CD4+ memory T cells are generated in response to infection or vaccination, provide protection to the host against reinfection, and persist through a combination of enhanced survival and slow homeostatic turnover. We used timed deletion of the TCR-signaling adaptor molecule Src homology 2 domain-containing phosphoprotein of 76 kDa (SLP-76) with MHC:peptide tetramers to study the requirements for tonic TCR signals in the maintenance of polyclonal Ag-specific CD4+ memory T cells. SLP-76–deficient I-Ab:gp61 cells are unable to rapidly generate effector cytokines or proliferate in response to secondary infection. In mice infected with lymphocytic choriomeningitis virus (LCMV) or Listeria monocytogenes expressing the LCMV gp61–80 peptide, SLP-76–deficient I-Ab:gp61+ cells exhibit reduced division, similar to that seen in in vitro-generated CD44hi and endogenous CD4+CD44hi cells. Competitive bone marrow chimera experiments demonstrated that the decrease in homeostatic turnover in the absence of SLP-76 is a cell-intrinsic process.

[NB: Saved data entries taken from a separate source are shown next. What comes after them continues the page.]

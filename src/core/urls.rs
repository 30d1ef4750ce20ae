use url::Url;

/// Accepts only https SharePoint URLs.
pub fn is_valid_url(url: &str) -> bool {
    url.contains("sharepoint") && url.starts_with("https://")
}

/// Forces web-player mode on a video page URL so the player (and the API
/// calls behind it) load instead of a download prompt. Leaves an existing
/// `web` parameter alone; passes unparseable input through unchanged.
pub fn set_as_web_player_url(url: &str) -> String {
    let Ok(mut parsed) = Url::parse(url) else {
        return url.to_string();
    };
    if parsed.query_pairs().any(|(k, _)| k == "web") {
        return parsed.to_string();
    }
    parsed.query_pairs_mut().append_pair("web", "1");
    parsed.to_string()
}

/// Normalization used for lexicographic URL ordering: lowercased scheme and
/// host, path and query untouched apart from a trailing-slash strip.
pub fn normalize_for_sort(url: &str) -> String {
    match Url::parse(url) {
        Ok(parsed) => {
            let host = parsed.host_str().unwrap_or_default().to_lowercase();
            let path = parsed.path().trim_end_matches('/');
            match parsed.query() {
                Some(q) => format!("{}://{}{}?{}", parsed.scheme(), host, path, q),
                None => format!("{}://{}{}", parsed.scheme(), host, path),
            }
        }
        Err(_) => url.trim_end_matches('/').to_lowercase(),
    }
}

#[cfg(test)]
mod tests {
    use super::*;

    #[test]
    fn rejects_plain_http() {
        assert!(!is_valid_url("http://contoso.sharepoint.com/x"));
    }

    #[test]
    fn accepts_https_sharepoint() {
        assert!(is_valid_url("https://contoso.sharepoint.com/x"));
    }

    #[test]
    fn rejects_foreign_hosts() {
        assert!(!is_valid_url("https://example.com/video.mp4"));
    }

    #[test]
    fn web_player_param_added_once() {
        let first = set_as_web_player_url("https://contoso.sharepoint.com/v.mp4");
        assert!(first.ends_with("?web=1"));
        let second = set_as_web_player_url(&first);
        assert_eq!(first, second);
    }

    #[test]
    fn web_player_param_not_overwritten() {
        let url = set_as_web_player_url("https://contoso.sharepoint.com/v.mp4?web=0");
        assert!(url.contains("web=0"));
        assert!(!url.contains("web=1"));
    }

    #[test]
    fn normalize_lowercases_host_only() {
        assert_eq!(
            normalize_for_sort("https://Contoso.SharePoint.com/Sites/A/"),
            "https://contoso.sharepoint.com/Sites/A"
        );
    }

    #[test]
    fn normalize_keeps_query() {
        assert_eq!(
            normalize_for_sort("https://contoso.sharepoint.com/v.mp4?web=1"),
            "https://contoso.sharepoint.com/v.mp4?web=1"
        );
    }
}
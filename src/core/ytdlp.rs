use std::path::{Path, PathBuf};
use std::process::Stdio;
use std::sync::LazyLock;

use anyhow::anyhow;
use async_trait::async_trait;
use regex::Regex;
use tokio::io::{AsyncBufReadExt, BufReader};
use tokio::sync::mpsc;
use tokio_util::sync::CancellationToken;

use crate::core::engine::{Downloader, TransferOptions};
use crate::models::media::{AuthCookies, DownloadResult, ResolvedMedia};

/// Singleton scratch directory used in manifest mode so partial files never
/// collide with other queue items' destinations. One transfer owns it at a
/// time (the queue allows a single active download).
pub const SCRATCH_DIR_NAME: &str = "sharegrab-tmp";

static PERCENT_RE: LazyLock<Regex> = LazyLock::new(|| Regex::new(r"\s(\d+\.\d+)%").unwrap());

/// Segmented-fetch backend: shells out to the multi-connection fetcher.
/// Manifest mode downloads into the scratch directory and promotes the
/// output on success; direct mode fetches straight to the destination with
/// the harvested session cookies.
pub struct SegmentedDownloader {
    ytdlp: PathBuf,
}

impl SegmentedDownloader {
    pub fn new(ytdlp: PathBuf) -> Self {
        Self { ytdlp }
    }
}

#[async_trait]
impl Downloader for SegmentedDownloader {
    fn name(&self) -> &'static str {
        "yt-dlp"
    }

    async fn download(
        &self,
        media: &ResolvedMedia,
        dest: &Path,
        opts: &TransferOptions,
        progress: mpsc::Sender<f64>,
        cancel: CancellationToken,
    ) -> anyhow::Result<DownloadResult> {
        match &media.cookies {
            Some(cookies) => {
                self.download_direct(media, cookies, dest, opts, progress, cancel)
                    .await
            }
            None => self.download_manifest(media, dest, opts, progress, cancel).await,
        }
    }
}

enum RunEnd {
    Exited(std::process::ExitStatus),
    Stopped,
}

impl SegmentedDownloader {
    async fn download_manifest(
        &self,
        media: &ResolvedMedia,
        dest: &Path,
        opts: &TransferOptions,
        progress: mpsc::Sender<f64>,
        cancel: CancellationToken,
    ) -> anyhow::Result<DownloadResult> {
        let dest_dir = dest
            .parent()
            .ok_or_else(|| anyhow!("destination has no parent directory"))?;
        let file_name = dest
            .file_name()
            .and_then(|n| n.to_str())
            .ok_or_else(|| anyhow!("destination has no file name"))?
            .to_string();

        let scratch = dest_dir.join(SCRATCH_DIR_NAME);
        if scratch.exists() {
            tokio::fs::remove_dir_all(&scratch).await?;
        }
        tokio::fs::create_dir_all(&scratch).await?;
        let scratch_out = scratch.join(&file_name);

        let mut args: Vec<String> = vec![
            "-N".into(),
            opts.connections.to_string(),
            "-o".into(),
            scratch_out.to_string_lossy().into_owned(),
            "-v".into(),
            media.url.clone(),
            "--no-part".into(),
        ];
        if let Some(cap) = &opts.speed_limit {
            args.push("-r".into());
            args.push(cap.clone());
        }

        let end = self
            .run(&args, Phase::Merged(ProgressMerger::new()), &progress, &cancel)
            .await?;

        match end {
            RunEnd::Stopped => {
                let _ = tokio::fs::remove_dir_all(&scratch).await;
                Err(anyhow!("transfer stopped"))
            }
            RunEnd::Exited(status) if !status.success() => {
                discard_scratch(&scratch, opts.keep_scratch_dir).await;
                Err(anyhow!("yt-dlp exited with code {}", status))
            }
            RunEnd::Exited(_) => {
                let promoted = promote_scratch_file(&scratch, &file_name, dest).await;
                let _ = tokio::fs::remove_dir_all(&scratch).await;
                promoted?;
                let _ = progress.send(100.0).await;
                let meta = tokio::fs::metadata(dest).await?;
                Ok(DownloadResult {
                    file_path: dest.to_path_buf(),
                    file_size_bytes: meta.len(),
                })
            }
        }
    }

    async fn download_direct(
        &self,
        media: &ResolvedMedia,
        cookies: &AuthCookies,
        dest: &Path,
        opts: &TransferOptions,
        progress: mpsc::Sender<f64>,
        cancel: CancellationToken,
    ) -> anyhow::Result<DownloadResult> {
        let mut args: Vec<String> = vec![
            "-N".into(),
            opts.connections.to_string(),
            "-o".into(),
            dest.to_string_lossy().into_owned(),
            "-v".into(),
            media.url.clone(),
            "--no-part".into(),
            "--add-header".into(),
            format!("Cookie: {}", cookies.header_value()),
        ];
        if let Some(cap) = &opts.speed_limit {
            args.push("-r".into());
            args.push(cap.clone());
        }

        let end = self.run(&args, Phase::Direct, &progress, &cancel).await?;

        match end {
            RunEnd::Stopped => {
                let _ = tokio::fs::remove_file(dest).await;
                Err(anyhow!("transfer stopped"))
            }
            RunEnd::Exited(status) if !status.success() => {
                let _ = tokio::fs::remove_file(dest).await;
                Err(anyhow!("yt-dlp exited with code {}", status))
            }
            RunEnd::Exited(_) => {
                let _ = progress.send(100.0).await;
                let meta = tokio::fs::metadata(dest).await?;
                Ok(DownloadResult {
                    file_path: dest.to_path_buf(),
                    file_size_bytes: meta.len(),
                })
            }
        }
    }

    async fn run(
        &self,
        args: &[String],
        mut phase: Phase,
        progress: &mpsc::Sender<f64>,
        cancel: &CancellationToken,
    ) -> anyhow::Result<RunEnd> {
        let mut child = crate::core::process::command(&self.ytdlp)
            .args(args)
            .stdout(Stdio::piped())
            .stderr(Stdio::piped())
            .spawn()
            .map_err(|e| anyhow!("failed to start yt-dlp: {}", e))?;

        let stdout = child
            .stdout
            .take()
            .ok_or_else(|| anyhow!("yt-dlp has no stdout"))?;
        let stderr = child
            .stderr
            .take()
            .ok_or_else(|| anyhow!("yt-dlp has no stderr"))?;

        let progress_tx = progress.clone();
        let reader = tokio::spawn(async move {
            let mut lines = BufReader::new(stdout).lines();
            while let Ok(Some(line)) = lines.next_line().await {
                if let Some(raw) = parse_percent_line(&line) {
                    let _ = progress_tx.send(phase.map(raw)).await;
                }
            }
        });
        let err_reader = tokio::spawn(async move {
            let mut lines = BufReader::new(stderr).lines();
            while let Ok(Some(line)) = lines.next_line().await {
                tracing::debug!("[yt-dlp] {}", line);
            }
        });

        let end = tokio::select! {
            status = child.wait() => RunEnd::Exited(status?),
            _ = cancel.cancelled() => {
                // No reliable cross-platform signal delivery to yt-dlp's
                // worker processes; forceful termination is the contract.
                let _ = child.start_kill();
                let _ = child.wait().await;
                RunEnd::Stopped
            }
        };

        let _ = reader.await;
        let _ = err_reader.await;
        Ok(end)
    }
}

/// On failure the scratch directory must never stay in place to collide
/// with a future run: remove it, or rename it aside for diagnostics.
async fn discard_scratch(scratch: &Path, keep: bool) {
    if keep {
        let aside = scratch.with_file_name(format!("{}-failed", SCRATCH_DIR_NAME));
        let _ = tokio::fs::remove_dir_all(&aside).await;
        if tokio::fs::rename(scratch, &aside).await.is_err() {
            let _ = tokio::fs::remove_dir_all(scratch).await;
        }
    } else {
        let _ = tokio::fs::remove_dir_all(scratch).await;
    }
}

/// Copies the matching output file out of the scratch directory into the
/// real destination.
async fn promote_scratch_file(
    scratch: &Path,
    file_name: &str,
    dest: &Path,
) -> anyhow::Result<()> {
    let stem = Path::new(file_name)
        .file_stem()
        .and_then(|s| s.to_str())
        .unwrap_or(file_name);

    let mut entries = tokio::fs::read_dir(scratch).await?;
    while let Some(entry) = entries.next_entry().await? {
        let path = entry.path();
        if !path.is_file() {
            continue;
        }
        let name = path.file_name().and_then(|n| n.to_str()).unwrap_or("");
        if name.contains(stem) {
            tokio::fs::copy(&path, dest).await?;
            return Ok(());
        }
    }
    Err(anyhow!(
        "no output file matching '{}' in the scratch directory",
        file_name
    ))
}

enum Phase {
    /// Manifest mode: two roughly-equal phases (video then audio) merged
    /// into one scale.
    Merged(ProgressMerger),
    /// Direct mode: single file, the reported percentage maps straight
    /// through.
    Direct,
}

impl Phase {
    fn map(&mut self, raw: f64) -> f64 {
        match self {
            Phase::Merged(merger) => merger.push(raw) as f64,
            Phase::Direct => raw.clamp(0.0, 100.0),
        }
    }
}

/// Merges the two download phases into a single monotonically
/// non-decreasing 0-100 scale. Each phase's raw percentage counts for half;
/// the watermark keeps the reported value from regressing when the second
/// phase restarts from zero.
#[derive(Debug, Default)]
pub struct ProgressMerger {
    current: u32,
    phase_mark: u32,
}

impl ProgressMerger {
    pub fn new() -> Self {
        Self::default()
    }

    pub fn push(&mut self, raw: f64) -> u32 {
        let half = ((raw / 2.0).floor() as i64).max(0) as u32;
        let mut merged = half;

        if self.current >= 50 {
            merged = self.current;
            if half < 50 && half > self.phase_mark {
                merged = self.current + (half - self.phase_mark);
                self.phase_mark = half;
            }
        }

        if merged > self.current {
            self.current = merged.min(100);
        }
        self.current
    }
}

/// Extracts the percentage from a fetcher progress line, e.g.
/// `[download]  45.3% of 10.00MiB at 1.00MiB/s ETA 00:05`.
pub fn parse_percent_line(line: &str) -> Option<f64> {
    if !line.contains("[download]") {
        return None;
    }
    PERCENT_RE
        .captures(line)
        .and_then(|c| c.get(1))
        .and_then(|m| m.as_str().parse::<f64>().ok())
}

Surprisingly, despite the reduction in turnover, I-Ab:gp61+ Ag-specific memory cells persist in normal numbers for >30 wk after LCMV infection in the absence of SLP-76. These data suggest the independent maintenance of a population of Ag-specific CD4+ memory T cells in the absence of SLP-76 and normal levels of homeostatic division.